Another useless economist being given power power over something they know absolutely nothing about.for heavens sake. Talk about dumbing down health care in this country. Remember, these are the same morons who clearly forsaw the global recession weren’t they!! Also the first rule of bureaucrat is to ensure they build their bloody empire. Just what this country needs, more useless self important bureaucrats who are simply nothing more than social welfare tax payer funded rent seekers by another name. Where are similar proposals for lawyers, accountants, CEOs, senior miltary people, priests, etc etc all of whom have appalling records. Wake up AMA and the Colleges and tell these moronic politicians and their rent seeking acolytes where they can go and really mean it.
This is typical of thought bubbles of politicians as this reeks of their involvement, perhaps pushed by so-called community organisations and perhaps some involved in the provision of health services to be elevated to positions of authority! Over the last 40 years of working in the system, I have found little improvement in the delivery of services, but an inordinate increase in cost as layers of administration are aded on! So glad that i can leave anytime I choose, but with a heavy heart!
More Bureaucratic rubbish cluttering up Medicine. So many Senior Clinicians are retiring and getting out because they are fed up with this interference in medicine by people who have no idea of what they are doing.
Just what exactly is the problem this mob are trying to fix???
I can’t see any real issues with most of the way the profession is governed – except for some over-reach on the part of the APHRA from time to time….
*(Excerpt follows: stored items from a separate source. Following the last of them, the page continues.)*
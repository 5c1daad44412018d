// ABOUTME: Moves a freshly built image from this machine onto the swarm.
// ABOUTME: Local tag and push, remote pull through the tunnel, and the multi-node relay.

use std::ops::RangeInclusive;

use super::RegistryEndpoint;
use super::error::RegistryError;
use super::local::LOCAL_REGISTRY_IMAGE;
use crate::ports::{PortNegotiator, pick_unused_port};
use crate::process::{OutputMode, ProcessOutput, ProcessRunner, docker, remote_docker};
use crate::topology::{CLUSTER_REGISTRY_NAME, REGISTRY_CONTAINER_PORT, SwarmTopology, TopologyInspector};
use crate::types::{ImageRef, RemoteHost};

/// Ports the cluster registry may be published on.
pub const RELAY_PORT_RANGE: RangeInclusive<u16> = 5000..=60000;

/// Drives the docker CLI on both ends of the tunnel.
pub struct RegistryBridge<'a, R: ?Sized> {
    runner: &'a R,
    tool_output: OutputMode,
}

impl<'a, R: ProcessRunner + ?Sized> RegistryBridge<'a, R> {
    pub fn new(runner: &'a R) -> Self {
        Self {
            runner,
            tool_output: OutputMode::Piped,
        }
    }

    /// Where push and pull progress goes. Tagging is always captured.
    pub fn tool_output(mut self, mode: OutputMode) -> Self {
        self.tool_output = mode;
        self
    }

    /// Tag the built image into the local registry and push it there.
    ///
    /// Returns the pushed reference, e.g. `localhost:20000/api-img:latest`.
    ///
    /// # Errors
    ///
    /// `RegistryError::TagMismatch` when the image does not exist locally,
    /// echoing `build_command`; `RegistryError::Push` when the push fails.
    pub async fn tag_and_push(
        &self,
        image: &ImageRef,
        local_registry: &RegistryEndpoint,
        build_command: &str,
    ) -> Result<ImageRef, RegistryError> {
        let target = image.in_registry(&local_registry.address());

        let tagged = self
            .runner
            .run(&docker([
                "image".to_string(),
                "tag".to_string(),
                image.to_string(),
                target.to_string(),
            ]))
            .await?;
        if !tagged.success() {
            return Err(RegistryError::TagMismatch {
                image: image.to_string(),
                build_command: build_command.to_string(),
                detail: tagged.error_text(),
            });
        }

        let pushed = self
            .runner
            .run(
                &docker(["image".to_string(), "push".to_string(), target.to_string()])
                    .output(self.tool_output),
            )
            .await?;
        log_tool_output("push", &pushed);
        if !pushed.success() {
            return Err(RegistryError::Push {
                image: target.to_string(),
                detail: pushed.error_text(),
            });
        }

        Ok(target)
    }

    /// Pull the image on the remote host through the tunnel and tag it
    /// `<tag_prefix>/<name>:latest`.
    ///
    /// `tunnel_port` is the remote end of the tunnel; the remote daemon reaches
    /// the local registry as `localhost:<tunnel_port>`.
    pub async fn pull_and_retag_on_remote(
        &self,
        image: &ImageRef,
        host: &RemoteHost,
        tunnel_port: u16,
        tag_prefix: &str,
    ) -> Result<String, RegistryError> {
        let source = image.in_registry(&format!("localhost:{}", tunnel_port));
        let pull_error = |detail: String| RegistryError::Pull {
            image: source.to_string(),
            host: host.to_string(),
            detail,
        };

        let pulled = self
            .runner
            .run(
                &remote_docker(host, ["pull".to_string(), source.to_string()])
                    .output(self.tool_output),
            )
            .await?;
        log_tool_output("pull", &pulled);
        if !pulled.success() {
            return Err(pull_error(pulled.error_text()));
        }

        let deployed = image.with_prefix_latest(tag_prefix);
        let tagged = self
            .runner
            .run(&remote_docker(
                host,
                [
                    "image".to_string(),
                    "tag".to_string(),
                    source.to_string(),
                    deployed.clone(),
                ],
            ))
            .await?;
        if !tagged.success() {
            return Err(pull_error(tagged.error_text()));
        }

        Ok(deployed)
    }

    /// Make the already pulled `<tag_prefix>/<name>:latest` pullable from every node.
    ///
    /// Creates the cluster registry service when `topology` says it is absent,
    /// then pushes the image into it. Returns the reference services should run,
    /// e.g. `127.0.0.1:31337/api-img:latest`.
    pub async fn relay_to_cluster_registry(
        &self,
        image: &ImageRef,
        host: &RemoteHost,
        tag_prefix: &str,
        topology: &SwarmTopology,
    ) -> Result<ImageRef, RegistryError> {
        let endpoint = self.ensure_cluster_registry(host, topology).await?;
        let relay_error = |detail: String| RegistryError::Relay {
            image: image.to_string(),
            host: host.to_string(),
            detail,
        };

        let pulled = image.with_prefix_latest(tag_prefix);
        let target = ImageRef::parse(&format!("{}/{}:latest", endpoint.address(), image.name()))
            .map_err(|e| relay_error(e.to_string()))?;

        let tagged = self
            .runner
            .run(&remote_docker(
                host,
                ["image".to_string(), "tag".to_string(), pulled, target.to_string()],
            ))
            .await?;
        if !tagged.success() {
            return Err(relay_error(tagged.error_text()));
        }

        let pushed = self
            .runner
            .run(
                &remote_docker(host, ["push".to_string(), target.to_string()])
                    .output(self.tool_output),
            )
            .await?;
        log_tool_output("relay push", &pushed);
        if !pushed.success() {
            return Err(relay_error(pushed.error_text()));
        }

        Ok(target)
    }

    /// Discover the cluster registry, creating it if needed.
    ///
    /// Creation races with concurrent first deployments; losing that race
    /// ("already exists") is treated as discovery.
    pub async fn ensure_cluster_registry(
        &self,
        host: &RemoteHost,
        topology: &SwarmTopology,
    ) -> Result<RegistryEndpoint, RegistryError> {
        let inspector = TopologyInspector::new(self.runner);

        if topology.has_cluster_registry {
            let port = inspector.cluster_registry_port(host).await?;
            tracing::debug!(host = %host, port, "reusing cluster registry");
            return Ok(RegistryEndpoint::cluster(port));
        }

        let exposed = PortNegotiator::new(self.runner).exposed_ports(host).await?;
        let port = pick_unused_port(
            &exposed,
            *RELAY_PORT_RANGE.start(),
            *RELAY_PORT_RANGE.end(),
            &mut rand::thread_rng(),
        )?;

        let created = self
            .runner
            .run(&remote_docker(
                host,
                [
                    "service".to_string(),
                    "create".to_string(),
                    "--name".to_string(),
                    CLUSTER_REGISTRY_NAME.to_string(),
                    "--publish".to_string(),
                    format!("{}:{}", port, REGISTRY_CONTAINER_PORT),
                    LOCAL_REGISTRY_IMAGE.to_string(),
                ],
            ))
            .await?;

        if created.success() {
            tracing::info!(host = %host, port, "cluster registry created");
            return Ok(RegistryEndpoint::cluster(port));
        }

        let detail = created.error_text();
        if is_already_exists(&detail) {
            tracing::debug!(host = %host, "cluster registry created concurrently");
            let port = inspector.cluster_registry_port(host).await?;
            return Ok(RegistryEndpoint::cluster(port));
        }

        Err(RegistryError::Relay {
            image: LOCAL_REGISTRY_IMAGE.to_string(),
            host: host.to_string(),
            detail,
        })
    }
}

fn log_tool_output(step: &str, output: &ProcessOutput) {
    for line in output.stdout.lines().filter(|l| !l.trim().is_empty()) {
        tracing::debug!("{}: {}", step, line);
    }
}

/// Whether a docker error says the object is already there.
fn is_already_exists(detail: &str) -> bool {
    let detail = detail.to_ascii_lowercase();
    detail.contains("already exists") || detail.contains("name conflicts")
}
A period of stability would be good!
David
It is becoming arduous jumping through the hoops. I retired from full time practice in my specialty in 2008 and have been working a few months a year in locum positions in public health systems around Australia,
I am now struggling to work out how I can comply with the “practice improvement” requirements my College has built into its CPD requirements under pressure from this system, as I don’t have a practice I have any control over.
I may have to simply give up and retire fully, which is sad because I willmiss it, and there is a shortage of people who can do rural locums and I already turn down 10 offers for every locum position I take on.
Hear Hear Aniello. Lets let doctors do the doctoring – and the drawing.